Naturally, the spiritual elements will be vital. But previous world meetings have also encompassed everything from concerts to intergenerational co-operative games to family-friendly film festivals.

The mingling of people from very different cultures is central. The world meetings have always focused on the real experiences of families, and the preparatory event this weekend will emulate that by having an asylum-seeking family from Syria tell their story.

Lifeline

When they arrived in Belfast, the church was a lifeline for this Syrian family. They are grateful for the sense of safety they now feel, but cannot forget for a moment their families left behind them in desperate situations. Other families will speak of the reality of homelessness or of drug addiction.

The organisers are anxious that there should be a real conversation about family in the culture, and not just internally in the church. Families affect everyone, for good or ill, and not just committed Christians.

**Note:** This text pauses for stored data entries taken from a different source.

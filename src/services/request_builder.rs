//! Signing request assembly.
//!
//! Collects subject, certificate, signature metadata, timestamp and
//! strong-signing policy into one immutable [`SigningRequest`]. The request is
//! the same for plain files and package bundles; package bundles additionally
//! derive a [`PackageClientData`] payload from it.

use std::path::{Path, PathBuf};

use crate::domain::constants::{
    CERT_STRONG_SIGN_OID_INFO_CHOICE, SIGNER_CERT_POLICY_CHAIN, SPC_DIGEST_SIGN_FLAG,
    SPC_EXC_PE_PAGE_HASHES_FLAG, SPC_INC_PE_PAGE_HASHES_FLAG, SZ_OID_CERT_STRONG_SIGN_OS_CURRENT,
};
use crate::domain::crypto::{AlgorithmCode, DigestAlgorithm, Thumbprint};
use crate::domain::types::{TimestampConfiguration, TimestampUrl};
use crate::infra::error::{SigningError, SigningResult};
use crate::services::file_kind::FileKind;

/// Digest used by the timestamp request, independent of the file digest.
pub const TIMESTAMP_DIGEST_ALGORITHM: DigestAlgorithm = DigestAlgorithm::Sha256;

/// The file being signed.
#[derive(Debug, Clone, PartialEq, Eq)]
pub struct SubjectDescriptor {
    path: PathBuf,
    index: u32,
}

impl SubjectDescriptor {
    #[must_use]
    pub fn path(&self) -> &Path {
        &self.path
    }

    /// Signature index within the subject; always zero for a fresh signature.
    #[must_use]
    pub fn index(&self) -> u32 {
        self.index
    }
}

/// Which certificate signs and how much of the store gets embedded.
#[derive(Debug, Clone, PartialEq, Eq)]
pub struct CertificateDescriptor {
    policy: u32,
    signing_certificate: Thumbprint,
}

impl CertificateDescriptor {
    #[must_use]
    pub fn policy(&self) -> u32 {
        self.policy
    }

    #[must_use]
    pub fn signing_certificate(&self) -> &Thumbprint {
        &self.signing_certificate
    }
}

/// Authenticode signature attributes.
#[derive(Debug, Clone, PartialEq, Eq)]
pub struct SignatureMetadata {
    description: Option<String>,
    description_url: Option<String>,
    algorithm: DigestAlgorithm,
}

impl SignatureMetadata {
    #[must_use]
    pub fn description(&self) -> Option<&str> {
        self.description.as_deref()
    }

    #[must_use]
    pub fn description_url(&self) -> Option<&str> {
        self.description_url.as_deref()
    }

    #[must_use]
    pub fn algorithm(&self) -> DigestAlgorithm {
        self.algorithm
    }

    #[must_use]
    pub fn algorithm_code(&self) -> AlgorithmCode {
        self.algorithm.algorithm_code()
    }
}

/// Timestamp flags, server and digest. `url` is `None` when `flags` is zero.
#[derive(Debug, Clone, PartialEq, Eq)]
pub struct TimestampDescriptor {
    flags: u32,
    url: Option<TimestampUrl>,
    digest_oid: &'static [u8],
}

impl TimestampDescriptor {
    fn from_configuration(config: &TimestampConfiguration) -> Self {
        let flags = config.kind().flags();
        Self {
            flags,
            url: if flags == 0 { None } else { config.url().cloned() },
            digest_oid: TIMESTAMP_DIGEST_ALGORITHM.oid_nul_terminated(),
        }
    }

    #[must_use]
    pub fn flags(&self) -> u32 {
        self.flags
    }

    #[must_use]
    pub fn url(&self) -> Option<&TimestampUrl> {
        self.url.as_ref()
    }

    /// NUL-terminated OID of the timestamp digest.
    #[must_use]
    pub fn digest_oid(&self) -> &'static [u8] {
        self.digest_oid
    }
}

/// Strong-signing policy pinned to the OS-current policy OID.
#[derive(Debug, Clone, Copy, PartialEq, Eq)]
pub struct StrongSignPolicy {
    choice: u32,
    oid: &'static str,
}

impl Default for StrongSignPolicy {
    fn default() -> Self {
        Self {
            choice: CERT_STRONG_SIGN_OID_INFO_CHOICE,
            oid: SZ_OID_CERT_STRONG_SIGN_OS_CURRENT,
        }
    }
}

impl StrongSignPolicy {
    #[must_use]
    pub fn choice(&self) -> u32 {
        self.choice
    }

    #[must_use]
    pub fn oid(&self) -> &'static str {
        self.oid
    }
}

/// Callback shape the package signing subsystem expects.
#[derive(Debug, Clone, Copy, PartialEq, Eq)]
pub enum DigestCallbackVersion {
    V2,
}

/// Extra payload handed to the service for package bundles.
#[derive(Debug, Clone, PartialEq, Eq)]
pub struct PackageClientData {
    flags: u32,
    timestamp: TimestampDescriptor,
    callback_version: DigestCallbackVersion,
}

impl PackageClientData {
    /// Package signing never includes page hashes.
    pub const FLAGS: u32 = SPC_DIGEST_SIGN_FLAG | SPC_EXC_PE_PAGE_HASHES_FLAG;

    #[must_use]
    pub fn flags(&self) -> u32 {
        self.flags
    }

    #[must_use]
    pub fn timestamp(&self) -> &TimestampDescriptor {
        &self.timestamp
    }

    #[must_use]
    pub fn callback_version(&self) -> DigestCallbackVersion {
        self.callback_version
    }
}

/// Everything the signing service needs for one `sign_file` call.
#[derive(Debug, Clone, PartialEq, Eq)]
pub struct SigningRequest {
    flags: u32,
    file_kind: FileKind,
    subject: SubjectDescriptor,
    certificate: CertificateDescriptor,
    signature: SignatureMetadata,
    timestamp: TimestampDescriptor,
    strong_sign_policy: StrongSignPolicy,
}

impl SigningRequest {
    #[must_use]
    pub fn flags(&self) -> u32 {
        self.flags
    }

    #[must_use]
    pub fn includes_page_hashes(&self) -> bool {
        self.flags & SPC_INC_PE_PAGE_HASHES_FLAG != 0
    }

    #[must_use]
    pub fn file_kind(&self) -> FileKind {
        self.file_kind
    }

    #[must_use]
    pub fn subject(&self) -> &SubjectDescriptor {
        &self.subject
    }

    #[must_use]
    pub fn certificate(&self) -> &CertificateDescriptor {
        &self.certificate
    }

    #[must_use]
    pub fn signature(&self) -> &SignatureMetadata {
        &self.signature
    }

    #[must_use]
    pub fn timestamp(&self) -> &TimestampDescriptor {
        &self.timestamp
    }

    #[must_use]
    pub fn strong_sign_policy(&self) -> &StrongSignPolicy {
        &self.strong_sign_policy
    }

    /// Package payload, present only for package bundles.
    #[must_use]
    pub fn package_client_data(&self) -> Option<PackageClientData> {
        self.file_kind.is_package().then(|| PackageClientData {
            flags: PackageClientData::FLAGS,
            timestamp: self.timestamp.clone(),
            callback_version: DigestCallbackVersion::V2,
        })
    }
}

/// Builder for [`SigningRequest`].
#[derive(Debug, Clone, Default)]
pub struct SigningRequestBuilder {
    path: PathBuf,
    description: Option<String>,
    description_url: Option<String>,
    page_hashing: bool,
    algorithm: Option<DigestAlgorithm>,
    timestamp: TimestampConfiguration,
    signing_certificate: Option<Thumbprint>,
}

impl SigningRequestBuilder {
    #[must_use]
    pub fn new(path: impl AsRef<Path>) -> Self {
        Self {
            path: path.as_ref().to_path_buf(),
            ..Self::default()
        }
    }

    #[must_use]
    pub fn description(mut self, description: Option<&str>) -> Self {
        self.description = description.map(str::to_string);
        self
    }

    #[must_use]
    pub fn description_url(mut self, url: Option<&str>) -> Self {
        self.description_url = url.map(str::to_string);
        self
    }

    #[must_use]
    pub fn page_hashing(mut self, enabled: bool) -> Self {
        self.page_hashing = enabled;
        self
    }

    #[must_use]
    pub fn digest_algorithm(mut self, algorithm: DigestAlgorithm) -> Self {
        self.algorithm = Some(algorithm);
        self
    }

    #[must_use]
    pub fn timestamp(mut self, config: &TimestampConfiguration) -> Self {
        self.timestamp = config.clone();
        self
    }

    #[must_use]
    pub fn signing_certificate(mut self, thumbprint: Thumbprint) -> Self {
        self.signing_certificate = Some(thumbprint);
        self
    }

    /// Validate and freeze the request.
    ///
    /// # Errors
    /// `ValidationError` for an empty path or missing signing certificate,
    /// `UnsupportedAlgorithm` when no digest algorithm was set.
    pub fn build(self) -> SigningResult<SigningRequest> {
        if self.path.as_os_str().is_empty() {
            return Err(SigningError::ValidationError(
                "File path cannot be empty".to_string(),
            ));
        }
        let algorithm = self.algorithm.ok_or_else(|| {
            SigningError::UnsupportedAlgorithm("no digest algorithm configured".to_string())
        })?;
        let signing_certificate = self.signing_certificate.ok_or_else(|| {
            SigningError::ValidationError("No signing certificate selected".to_string())
        })?;

        let file_kind = FileKind::classify(&self.path);
        // Package bundles never include page hashes.
        let page_flag = if self.page_hashing && !file_kind.is_package() {
            SPC_INC_PE_PAGE_HASHES_FLAG
        } else {
            SPC_EXC_PE_PAGE_HASHES_FLAG
        };

        Ok(SigningRequest {
            flags: SPC_DIGEST_SIGN_FLAG | page_flag,
            file_kind,
            subject: SubjectDescriptor {
                path: self.path,
                index: 0,
            },
            certificate: CertificateDescriptor {
                policy: SIGNER_CERT_POLICY_CHAIN,
                signing_certificate,
            },
            signature: SignatureMetadata {
                description: self.description,
                description_url: self.description_url,
                algorithm,
            },
            timestamp: TimestampDescriptor::from_configuration(&self.timestamp),
            strong_sign_policy: StrongSignPolicy::default(),
        })
    }
}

For example, one focus of the Dublin meeting will be how families are affected by technology. At the moment, technology and social media can have an isolating, fragmenting effect on families, when everyone is absorbed in their own screen and oblivious to others.

With a little imagination, technology could bond families rather than divide them. What would a more family-inclusive internet look like? How could we achieve it?

Homeless families are a big problem in Ireland and elsewhere. What new initiatives could help them?

The world meeting could really invigorate the Irish church, not in any kind of silly, pointless attempt to return to the triumphalism of the past, but by showing that a smaller, humbler church still has much to offer contemporary culture.